__TASK TO COMPLETE__: Say the data back exactly as it is written below.

__SUPPLIED INFORMATION__:
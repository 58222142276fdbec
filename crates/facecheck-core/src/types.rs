use serde::{Deserialize, Serialize};
use std::fmt;

/// Bounding box for a detected face, in source-image pixel coordinates.
#[derive(Debug, Clone, Copy, PartialEq, Serialize, Deserialize)]
pub struct BoundingBox {
    pub x: f32,
    pub y: f32,
    pub width: f32,
    pub height: f32,
}

impl BoundingBox {
    pub fn new(x: f32, y: f32, width: f32, height: f32) -> Self {
        Self { x, y, width, height }
    }

    /// Whole-pixel rectangle covered by this box.
    ///
    /// The origin is floored and the size truncated, matching how a raster of
    /// `width × height` is allocated for the crop. Returns `None` when any
    /// coordinate is non-finite or the box is less than one pixel wide or tall.
    pub fn pixel_rect(&self) -> Option<PixelRect> {
        let finite = [self.x, self.y, self.width, self.height]
            .iter()
            .all(|v| v.is_finite());
        if !finite || self.width < 1.0 || self.height < 1.0 {
            return None;
        }

        Some(PixelRect {
            x: self.x.floor() as i64,
            y: self.y.floor() as i64,
            width: self.width.trunc() as u32,
            height: self.height.trunc() as u32,
        })
    }
}

/// Integer rectangle; the origin may lie outside the image.
#[derive(Debug, Clone, Copy, PartialEq, Eq)]
pub struct PixelRect {
    pub x: i64,
    pub y: i64,
    pub width: u32,
    pub height: u32,
}

/// Face descriptor vector (typically 128-dimensional).
#[derive(Debug, Clone, PartialEq, Serialize, Deserialize)]
pub struct Descriptor {
    pub values: Vec<f32>,
    /// Model version that produced this descriptor.
    #[serde(default, skip_serializing_if = "Option::is_none")]
    pub model_version: Option<String>,
}

impl Descriptor {
    pub fn new(values: Vec<f32>) -> Self {
        Self {
            values,
            model_version: None,
        }
    }

    pub fn len(&self) -> usize {
        self.values.len()
    }

    pub fn is_empty(&self) -> bool {
        self.values.is_empty()
    }

    /// Euclidean distance over the shared dimensions.
    ///
    /// Callers must check lengths first; [`crate::verdict::evaluate`] does.
    pub fn euclidean_distance(&self, other: &Descriptor) -> f32 {
        self.values
            .iter()
            .zip(other.values.iter())
            .map(|(a, b)| (a - b).powi(2))
            .sum::<f32>()
            .sqrt()
    }
}

/// One face located by the face service.
#[derive(Debug, Clone, PartialEq, Serialize, Deserialize)]
pub struct Detection {
    /// Missing when the service returned a result without a usable box.
    #[serde(default, rename = "box")]
    pub bounding_box: Option<BoundingBox>,
    #[serde(default = "full_confidence")]
    pub confidence: f32,
    /// Facial landmark points, in source-image pixel coordinates.
    #[serde(default, skip_serializing_if = "Option::is_none")]
    pub landmarks: Option<Vec<(f32, f32)>>,
    pub descriptor: Descriptor,
}

fn full_confidence() -> f32 {
    1.0
}

/// Binary match classification.
#[derive(Debug, Clone, Copy, PartialEq, Eq, Serialize, Deserialize)]
pub enum Verdict {
    Matched,
    NotMatched,
}

impl Verdict {
    pub fn is_match(self) -> bool {
        self == Verdict::Matched
    }
}

impl fmt::Display for Verdict {
    fn fmt(&self, f: &mut fmt::Formatter<'_>) -> fmt::Result {
        match self {
            Verdict::Matched => f.write_str("Matched"),
            Verdict::NotMatched => f.write_str("Not Matched"),
        }
    }
}

/// Which detection is the reference face and which the probe.
///
/// Face services make no promise about result order. [`FacePair::POSITIONAL`]
/// treats the first detection as the reference (e.g. an ID document) and the
/// second as the probe (e.g. a live selfie); that is a convention, so callers
/// that know better should designate the pair explicitly.
#[derive(Debug, Clone, Copy, PartialEq, Eq, Serialize, Deserialize)]
pub struct FacePair {
    pub reference: usize,
    pub probe: usize,
}

impl FacePair {
    pub const POSITIONAL: FacePair = FacePair {
        reference: 0,
        probe: 1,
    };

    pub fn new(reference: usize, probe: usize) -> Self {
        Self { reference, probe }
    }
}

impl Default for FacePair {
    fn default() -> Self {
        Self::POSITIONAL
    }
}

/// Outcome of comparing a reference descriptor with a probe descriptor.
#[derive(Debug, Clone, Copy, PartialEq, Serialize, Deserialize)]
pub struct VerificationResult {
    pub distance: f32,
    pub verdict: Verdict,
    pub threshold: f32,
    pub pair: FacePair,
}
//! Immutable view state and its transitions.
//!
//! Every transition takes the current snapshot by reference and returns a new
//! one; nothing is mutated in place.

use facecheck_core::{Detection, ExtractedFace, FacePair, SourceImage, VerificationResult};
use image::RgbaImage;
use std::sync::Arc;

/// Controller phase.
#[derive(Debug, Clone, Copy, PartialEq, Eq)]
pub enum Phase {
    /// No image selected.
    Idle,
    /// Image selected, no detections yet.
    ImageLoaded,
    /// A check is running.
    Detecting,
    /// Detection results are available.
    Detected,
}

/// Everything a view needs to render one frame.
#[derive(Debug, Clone, PartialEq)]
pub struct UiState {
    pub phase: Phase,
    pub source_image: Option<SourceImage>,
    pub detections: Vec<Detection>,
    pub extracted_faces: Vec<ExtractedFace>,
    /// Source image with detection boxes drawn on top.
    pub overlay: Option<Arc<RgbaImage>>,
    pub verification: Option<VerificationResult>,
    pub pair: FacePair,
    pub is_loading: bool,
    pub last_error: Option<String>,
}

/// Products of one successful check, committed together.
#[derive(Debug, Clone)]
pub struct CheckProducts {
    pub detections: Vec<Detection>,
    pub extracted_faces: Vec<ExtractedFace>,
    pub overlay: RgbaImage,
    pub verification: Option<VerificationResult>,
    /// Set when the designated pair did not fit the detections found.
    pub pair_error: Option<String>,
}

impl Default for UiState {
    fn default() -> Self {
        Self::initial()
    }
}

impl UiState {
    pub fn initial() -> Self {
        Self {
            phase: Phase::Idle,
            source_image: None,
            detections: Vec::new(),
            extracted_faces: Vec::new(),
            overlay: None,
            verification: None,
            pair: FacePair::POSITIONAL,
            is_loading: false,
            last_error: None,
        }
    }

    /// A new image replaces everything derived from the previous one.
    pub fn with_image(&self, image: SourceImage) -> Self {
        Self {
            phase: Phase::ImageLoaded,
            source_image: Some(image),
            ..Self::initial()
        }
    }

    /// Enter `Detecting`, dropping results of any earlier check.
    pub fn begin_check(&self) -> Self {
        Self {
            phase: Phase::Detecting,
            source_image: self.source_image.clone(),
            pair: self.pair,
            is_loading: true,
            ..Self::initial()
        }
    }

    pub fn finish_check(&self, products: CheckProducts) -> Self {
        Self {
            phase: Phase::Detected,
            source_image: self.source_image.clone(),
            detections: products.detections,
            extracted_faces: products.extracted_faces,
            overlay: Some(Arc::new(products.overlay)),
            verification: products.verification,
            pair: self.pair,
            is_loading: false,
            last_error: products.pair_error,
        }
    }

    /// A failed check keeps the image and nothing else.
    pub fn fail_check(&self, error: impl ToString) -> Self {
        Self {
            phase: Phase::ImageLoaded,
            source_image: self.source_image.clone(),
            pair: self.pair,
            last_error: Some(error.to_string()),
            ..Self::initial()
        }
    }

    pub fn with_verification(&self, pair: FacePair, verification: Option<VerificationResult>) -> Self {
        Self {
            pair,
            verification,
            ..self.clone()
        }
    }

    /// Progress text shown while a check runs.
    pub fn loading_indicator(&self) -> Option<&'static str> {
        self.is_loading.then_some("Calculating...")
    }

    pub fn distance_label(&self) -> Option<String> {
        self.verification
            .as_ref()
            .map(|v| format!("Distance: {}", v.distance))
    }

    pub fn status_label(&self) -> Option<String> {
        self.verification
            .as_ref()
            .map(|v| format!("Status: {}", v.verdict))
    }
}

__SOLUTION TO THIS PROBLEM__:
repository 58222142276fdbec
filename crates/facecheck-core/src/types.rs
use serde::{Deserialize, Serialize};
use std::fmt;

/// Bounding box for a detected face, in source-image pixel coordinates.
#[derive(Debug, Clone, Copy, PartialEq, Serialize, Deserialize)]
pub struct BoundingBox {
    pub x: f32,
    pub y: f32,
    pub width: f32,
    pub height: f32,
}

impl BoundingBox {
    pub fn new(x: f32, y: f32, width: f32, height: f32) -> Self {
        Self { x, y, width, height }
    }

    /// Whole-pixel rectangle covered by this box.
    ///
    /// The origin is floored and the size truncated, matching how a raster of
    /// `width × height` is allocated for the crop. Returns `None` when any
    /// coordinate is non-finite or the box is less than one pixel wide or tall.
    pub fn pixel_rect(&self) -> Option<PixelRect> {
        let finite = [self.x, self.y, self.width, self.height]
            .iter()
            .all(|v| v.is_finite());
        if !finite || self.width < 1.0 || self.height < 1.0 {
            return None;
        }

        Some(PixelRect {
            x: self.x.floor() as i64,
            y: self.y.floor() as i64,
            width: self.width.trunc() as u32,
            height: self.height.trunc() as u32,
        })
    }
}

/// Integer rectangle; the origin may lie outside the image.
#[derive(Debug, Clone, Copy, PartialEq, Eq)]
pub struct PixelRect {
    pub x: i64,
    pub y: i64,
    pub width: u32,
    pub height: u32,
}

/// Face descriptor vector (typically 128-dimensional).
#[derive(Debug, Clone, PartialEq, Serialize, Deserialize)]
pub struct Descriptor {
    pub values: Vec<f32>,
    /// Model version that produced this descriptor.
    #[serde(default, skip_serializing_if = "Option::is_none")]
    pub model_version: Option<String>,
}

impl Descriptor {
    pub fn new(values: Vec<f32>) -> Self {
        Self {
            values,
            model_version: None,
        }
    }

    pub fn len(&self) -> usize {
        self.values.len()
    }

    pub fn is_empty(&self) -> bool {
        self.values.is_empty()
    }

    /// Euclidean distance over the shared dimensions.
    ///
    /// Callers must check lengths first; [`crate::verdict::evaluate`] does.
    pub fn euclidean_distance(&self, other: &Descriptor) -> f32 {
        self.values
            .iter()
            .zip(other.values.iter())
            .map(|(a, b)| (a - b).powi(2))
            .sum::<f32>()
            .sqrt()
    }
}

/// One face located by the face service.
#[derive(Debug, Clone, PartialEq, Serialize, Deserialize)]
pub struct Detection {
    /// Missing when the service returned a result without a usable box.
    #[serde(default, rename = "box")]
    pub bounding_box: Option<BoundingBox>,
    #[serde(default = "full_confidence")]
    pub confidence: f32,
    /// Facial landmark points, in source-image pixel coordinates.
    #[serde(default, skip_serializing_if = "Option::is_none")]
    pub landmarks: Option<Vec<(f32, f32)>>,
    pub descriptor: Descriptor,
}

fn full_confidence() -> f32 {
    1.0
}

/// Binary match classification.
#[derive(Debug, Clone, Copy, PartialEq, Eq, Serialize, Deserialize)]
pub enum Verdict {
    Matched,
    NotMatched,
}

impl Verdict {
    pub fn is_match(self) -> bool {
        self == Verdict::Matched
    }
}

impl fmt::Display for Verdict {
    fn fmt(&self, f: &mut fmt::Formatter<'_>) -> fmt::Result {
        match self {
            Verdict::Matched => f.write_str("Matched"),
            Verdict::NotMatched => f.write_str("Not Matched"),
        }
    }
}

/// Which detection is the reference face and which the probe.
///
/// Face services make no promise about result order. [`FacePair::POSITIONAL`]
/// treats the first detection as the reference (e.g. an ID document) and the
/// second as the probe (e.g. a live selfie); that is a convention, so callers
/// that know better should designate the pair explicitly.
#[derive(Debug, Clone, Copy, PartialEq, Eq, Serialize, Deserialize)]
pub struct FacePair {
    pub reference: usize,
    pub probe: usize,
}

impl FacePair {
    pub const POSITIONAL: FacePair = FacePair {
        reference: 0,
        probe: 1,
    };

    pub fn new(reference: usize, probe: usize) -> Self {
        Self { reference, probe }
    }
}

impl Default for FacePair {
    fn default() -> Self {
        Self::POSITIONAL
    }
}

/// Outcome of comparing a reference descriptor with a probe descriptor.
#[derive(Debug, Clone, Copy, PartialEq, Serialize, Deserialize)]
pub struct VerificationResult {
    pub distance: f32,
    pub verdict: Verdict,
    pub threshold: f32,
    pub pair: FacePair,
}
//! Immutable view state and its transitions.
//!
//! Every transition takes the current snapshot by reference and returns a new
//! one; nothing is mutated in place.

use facecheck_core::{Detection, ExtractedFace, FacePair, SourceImage, VerificationResult};
use image::RgbaImage;
use std::sync::Arc;

/// Controller phase.
#[derive(Debug, Clone, Copy, PartialEq, Eq)]
pub enum Phase {
    /// No image selected.
    Idle,
    /// Image selected, no detections yet.
    ImageLoaded,
    /// A check is running.
    Detecting,
    /// Detection results are available.
    Detected,
}

/// Everything a view needs to render one frame.
#[derive(Debug, Clone, PartialEq)]
pub struct UiState {
    pub phase: Phase,
    pub source_image: Option<SourceImage>,
    pub detections: Vec<Detection>,
    pub extracted_faces: Vec<ExtractedFace>,
    /// Source image with detection boxes drawn on top.
    pub overlay: Option<Arc<RgbaImage>>,
    pub verification: Option<VerificationResult>,
    pub pair: FacePair,
    pub is_loading: bool,
    pub last_error: Option<String>,
}

/// Products of one successful check, committed together.
#[derive(Debug, Clone)]
pub struct CheckProducts {
    pub detections: Vec<Detection>,
    pub extracted_faces: Vec<ExtractedFace>,
    pub overlay: RgbaImage,
    pub verification: Option<VerificationResult>,
    /// Set when the designated pair did not fit the detections found.
    pub pair_error: Option<String>,
}

impl Default for UiState {
    fn default() -> Self {
        Self::initial()
    }
}

impl UiState {
    pub fn initial() -> Self {
        Self {
            phase: Phase::Idle,
            source_image: None,
            detections: Vec::new(),
            extracted_faces: Vec::new(),
            overlay: None,
            verification: None,
            pair: FacePair::POSITIONAL,
            is_loading: false,
            last_error: None,
        }
    }

    /// A new image replaces everything derived from the previous one.
    pub fn with_image(&self, image: SourceImage) -> Self {
        Self {
            phase: Phase::ImageLoaded,
            source_image: Some(image),
            ..Self::initial()
        }
    }

    /// Enter `Detecting`, dropping results of any earlier check.
    pub fn begin_check(&self) -> Self {
        Self {
            phase: Phase::Detecting,
            source_image: self.source_image.clone(),
            pair: self.pair,
            is_loading: true,
            ..Self::initial()
        }
    }

    pub fn finish_check(&self, products: CheckProducts) -> Self {
        Self {
            phase: Phase::Detected,
            source_image: self.source_image.clone(),
            detections: products.detections,
            extracted_faces: products.extracted_faces,
            overlay: Some(Arc::new(products.overlay)),
            verification: products.verification,
            pair: self.pair,
            is_loading: false,
            last_error: products.pair_error,
        }
    }

    /// A failed check keeps the image and nothing else.
    pub fn fail_check(&self, error: impl ToString) -> Self {
        Self {
            phase: Phase::ImageLoaded,
            source_image: self.source_image.clone(),
            pair: self.pair,
            last_error: Some(error.to_string()),
            ..Self::initial()
        }
    }

    pub fn with_verification(&self, pair: FacePair, verification: Option<VerificationResult>) -> Self {
        Self {
            pair,
            verification,
            ..self.clone()
        }
    }

    /// Progress text shown while a check runs.
    pub fn loading_indicator(&self) -> Option<&'static str> {
        self.is_loading.then_some("Calculating...")
    }

    pub fn distance_label(&self) -> Option<String> {
        self.verification
            .as_ref()
            .map(|v| format!("Distance: {}", v.distance))
    }

    pub fn status_label(&self) -> Option<String> {
        self.verification
            .as_ref()
            .map(|v| format!("Status: {}", v.verdict))
    }
}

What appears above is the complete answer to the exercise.